Today we had Sung Mass in the Extraordinary Form at the Chapel of St Joseph Institution International. I served Mass together with the usual brothers. The music was very beautiful. Of notice is the Sequence before the Gospel, named Lauda Sion. It was 24 verses long. I think the schola took about six or seven minutes to finish singing it. It was good, allowing the meaning to sink into me. This sequence was composed by St Thomas Aquinas in the 13th century. It perfectly summarizes all the teachings on the Holy Eucharist.
Some of the verses which are very striking, especially:
Sumunt boni, sumunt mali:
sorte tamen inaequali,
vitae vel interitus.
Mors est malis, vita bonis:
vide paris sumptionis
quam sit dispar exitus.
Both the wicked and the good
eat of this celestial Food:
but with ends how opposite!
With this most substantial Bread,
unto life or death they’re fed,
in a difference infinite.
It reminds us to prepare ourselves well to receive Holy Communion, to be in state of grace before that. Many Catholics do not prepare themselves well for Communion. It is very lamentable. If we do not take this seriously, we are eating to our death.
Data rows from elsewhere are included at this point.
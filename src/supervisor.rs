//! Policy-guarded broker connection acquisition.

use std::sync::Arc;

use tracing::{error, info};

use crate::error::FatalConnectError;
use crate::policy::{PolicyConfig, PolicyEngine};
use crate::transport::{Channel, Connection, Transport};

/// An acquired connection with an open channel on top of it.
///
/// The connection must be kept alive for as long as the channel is in
/// use; dropping the link closes both.
pub struct BrokerLink {
    pub connection: Box<dyn Connection>,
    pub channel: Box<dyn Channel>,
}

impl std::fmt::Debug for BrokerLink {
    fn fmt(&self, f: &mut std::fmt::Formatter<'_>) -> std::fmt::Result {
        f.debug_struct("BrokerLink").finish_non_exhaustive()
    }
}

/// Acquires and repairs broker connections under a retry/breaker policy.
///
/// Channel creation on an established connection is cheap and is not
/// policy-guarded.
pub struct ConnectionSupervisor {
    transport: Arc<dyn Transport>,
    uri: String,
    policy: PolicyEngine,
}

impl ConnectionSupervisor {
    pub fn new(transport: Arc<dyn Transport>, uri: impl Into<String>, config: PolicyConfig) -> Self {
        Self {
            transport,
            uri: uri.into(),
            policy: PolicyEngine::new(config, "connect"),
        }
    }

    /// Connect under the policy and open a channel.
    ///
    /// Exhausted retries or an open breaker surface as
    /// [`FatalConnectError`]; at startup the caller must stop rather
    /// than continue without a connection.
    pub async fn acquire(&self) -> Result<BrokerLink, FatalConnectError> {
        let connection = self
            .policy
            .execute(|| self.transport.connect(&self.uri))
            .await
            .map_err(|e| {
                error!(error = %e, "broker connection could not be established");
                FatalConnectError::Exhausted(e)
            })?;

        let channel = connection
            .create_channel()
            .await
            .map_err(FatalConnectError::Channel)?;

        info!("broker link acquired");
        Ok(BrokerLink { connection, channel })
    }
}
Blessed are those who prepare well, for they are eating to eternal life. This is what they mean when the verse writes ‘but with ends how opposite!’. All the good and bad Catholics eat the same Holy Eucharist, yet the outcome is different! Those who eat well, go to heaven. Those who do poorly, go to hell.
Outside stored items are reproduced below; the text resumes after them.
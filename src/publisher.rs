//! Dual-destination envelope publisher.
//!
//! Every envelope goes to two places: the named work queue (directly,
//! via the default exchange) and the fanout broadcast exchange. The two
//! publishes are separate broker-visible events; a failure after the
//! first succeeds means at-least-once delivery and possible partial
//! delivery, which consumers must tolerate.

use std::sync::Arc;

use tokio::sync::Mutex;
use tracing::{debug, warn};

use crate::error::{PublishAttemptError, PublishError};
use crate::policy::{PolicyConfig, PolicyEngine};
use crate::supervisor::{BrokerLink, ConnectionSupervisor};
use crate::topology::TopologySpec;
use crate::types::Envelope;

/// Publishes envelopes under a policy tuned for channel-loss failures.
///
/// The link is held behind a mutex so concurrent `publish` callers are
/// serialized onto the single channel. A closed channel is repaired by
/// re-acquiring a fresh link through the supervisor before the publish
/// is re-attempted; retrying against a dead channel is pointless.
pub struct Publisher {
    supervisor: Arc<ConnectionSupervisor>,
    topology: TopologySpec,
    policy: PolicyEngine,
    link: Mutex<BrokerLink>,
}

impl Publisher {
    pub fn new(
        supervisor: Arc<ConnectionSupervisor>,
        topology: TopologySpec,
        policy_config: PolicyConfig,
        link: BrokerLink,
    ) -> Self {
        Self {
            supervisor,
            topology,
            policy: PolicyEngine::new(policy_config, "publish"),
            link: Mutex::new(link),
        }
    }

    /// Serialize and publish one envelope to both destinations.
    ///
    /// Messages are marked persistent so they survive a broker restart
    /// while queued.
    pub async fn publish(&self, envelope: &Envelope) -> Result<(), PublishError> {
        let body = envelope.to_bytes()?;

        self.policy
            .execute(|| self.attempt(&body))
            .await
            .map_err(PublishError::Failed)?;

        debug!(
            message_type = %envelope.header.message_type,
            correlation_id = %envelope.header.correlation_id,
            "envelope published to work queue and broadcast exchange"
        );
        Ok(())
    }

    async fn attempt(&self, body: &[u8]) -> Result<(), PublishAttemptError> {
        let mut link = self.link.lock().await;

        if !link.channel.is_open() {
            warn!("channel closed, re-acquiring broker link before publish");
            *link = self
                .supervisor
                .acquire()
                .await
                .map_err(PublishAttemptError::Reconnect)?;
        }

        link.channel
            .publish("", &self.topology.work_queue, true, body)
            .await?;
        link.channel
            .publish(&self.topology.fanout_exchange, "", true, body)
            .await?;
        Ok(())
    }
}

#[cfg(test)]
mod tests {
    use super::*;
    use crate::transport::MemoryBroker;
    use serde_json::json;
    use std::time::Duration;

    async fn pipeline(broker: &MemoryBroker) -> Publisher {
        let supervisor = Arc::new(ConnectionSupervisor::new(
            Arc::new(broker.clone()),
            "memory://",
            PolicyConfig::default(),
        ));
        let link = supervisor.acquire().await.unwrap();
        let topology = TopologySpec {
            work_queue: "message_queue-3".to_string(),
            fanout_exchange: "message_queue".to_string(),
            broadcast_queues: vec![
                "message_received-1".to_string(),
                "message_received-2".to_string(),
            ],
        };
        topology.ensure(link.channel.as_ref()).await.unwrap();
        Publisher::new(
            supervisor,
            topology,
            PolicyConfig {
                breaker_open: Duration::from_secs(15),
                ..Default::default()
            },
            link,
        )
    }

    fn envelope() -> Envelope {
        Envelope::new("NewCustomer", "test", json!({"customerId": "C-1"}))
    }

    #[tokio::test(start_paused = true)]
    async fn test_dual_publish_reaches_work_queue_and_every_bound_queue() {
        let broker = MemoryBroker::new();
        let publisher = pipeline(&broker).await;

        publisher.publish(&envelope()).await.unwrap();

        assert_eq!(broker.queue_depth("message_queue-3"), 1);
        assert_eq!(broker.queue_depth("message_received-1"), 1);
        assert_eq!(broker.queue_depth("message_received-2"), 1);
    }

    #[tokio::test(start_paused = true)]
    async fn test_publish_reconnects_after_channel_loss() {
        let broker = MemoryBroker::new();
        let publisher = pipeline(&broker).await;

        broker.close_all_channels();

        publisher.publish(&envelope()).await.unwrap();
        assert_eq!(broker.queue_depth("message_queue-3"), 1);
        assert_eq!(broker.queue_depth("message_received-1"), 1);
    }

    #[tokio::test(start_paused = true)]
    async fn test_publish_fails_when_reconnect_keeps_failing() {
        let broker = MemoryBroker::new();
        let publisher = pipeline(&broker).await;

        broker.close_all_channels();
        broker.fail_connects(u32::MAX);

        let err = publisher.publish(&envelope()).await.unwrap_err();
        assert!(matches!(err, PublishError::Failed(_)));
        assert_eq!(broker.queue_depth("message_queue-3"), 0);
    }
}
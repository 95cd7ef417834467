//! Idempotent declaration of the exchange/queue/binding graph.

use tracing::info;

use crate::error::TopologyError;
use crate::transport::Channel;
use crate::types::BrokerConfig;

/// The two shapes the pipeline publishes into: a point-to-point work
/// queue addressed by name, and a fanout exchange broadcasting to every
/// bound queue.
#[derive(Debug, Clone)]
pub struct TopologySpec {
    pub work_queue: String,
    pub fanout_exchange: String,
    pub broadcast_queues: Vec<String>,
}

impl TopologySpec {
    pub fn from_config(config: &BrokerConfig) -> Self {
        Self {
            work_queue: config.work_queue.clone(),
            fanout_exchange: config.fanout_exchange.clone(),
            broadcast_queues: config.broadcast_queues.clone(),
        }
    }

    /// Declare the full graph on the given channel.
    ///
    /// Safe to call repeatedly; AMQP declares with identical parameters
    /// are no-ops.
    pub async fn ensure(&self, channel: &dyn Channel) -> Result<(), TopologyError> {
        channel.declare_queue(&self.work_queue).await?;
        channel.declare_fanout_exchange(&self.fanout_exchange).await?;
        for queue in &self.broadcast_queues {
            channel.declare_queue(queue).await?;
            channel.bind_queue(queue, &self.fanout_exchange).await?;
        }
        info!(
            work_queue = %self.work_queue,
            exchange = %self.fanout_exchange,
            broadcast_queues = self.broadcast_queues.len(),
            "topology ensured"
        );
        Ok(())
    }
}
In the Ordinary Form, the priest (or extraordinary minister if you are unfortunate) will say ‘Corpus Christi’ or ‘Body of Christ’ before administering the Holy Sacrament to the recipient. In the Extraordinary Form, the full words are ‘Domini nostri Jesu Christi custodiat animam tuam in vitam aeternam. Amen.’ or in English ‘May the Body of Our Lord Jesus Christ keep your soul unto life everlasting. Amen.’
In the new rite we acknowledge that the Holy Communion is the Body and Blood of Jesus Christ, but perhaps we have forgot one thing; we are eating it so that we may enter heaven. It cannot be simplified as just having a family meal every Sunday. This is a matter of life and death!
It was one of the most impactful Masses I have served. I understood what was going on. I managed to pray. Best of all is, despite recent events I felt peaceful. Absolute bliss. It was indeed a foretaste of heaven. It is as the hymn Ave Verum Corpus goes, ‘Be a foretaste of sweetness to me; In my death’s great agony’
After Mass we carried on with the Procession of the Blessed Sacrament. We sang a number of hymns, including O Salutaris Hostia, one English version of O Salutaris Hostia, Pange Lingua Gloriosi, and the rarely heard Te Deum Laudamus.
Another thing which struck me was, after the ablutions and before the Post Communion prayer, I saw that the altar was bathed with sunlight. Absolutely amazing.
Corpus Domini nostri Jesu Christi custodiat animam meam in vitam aeternam. Amen.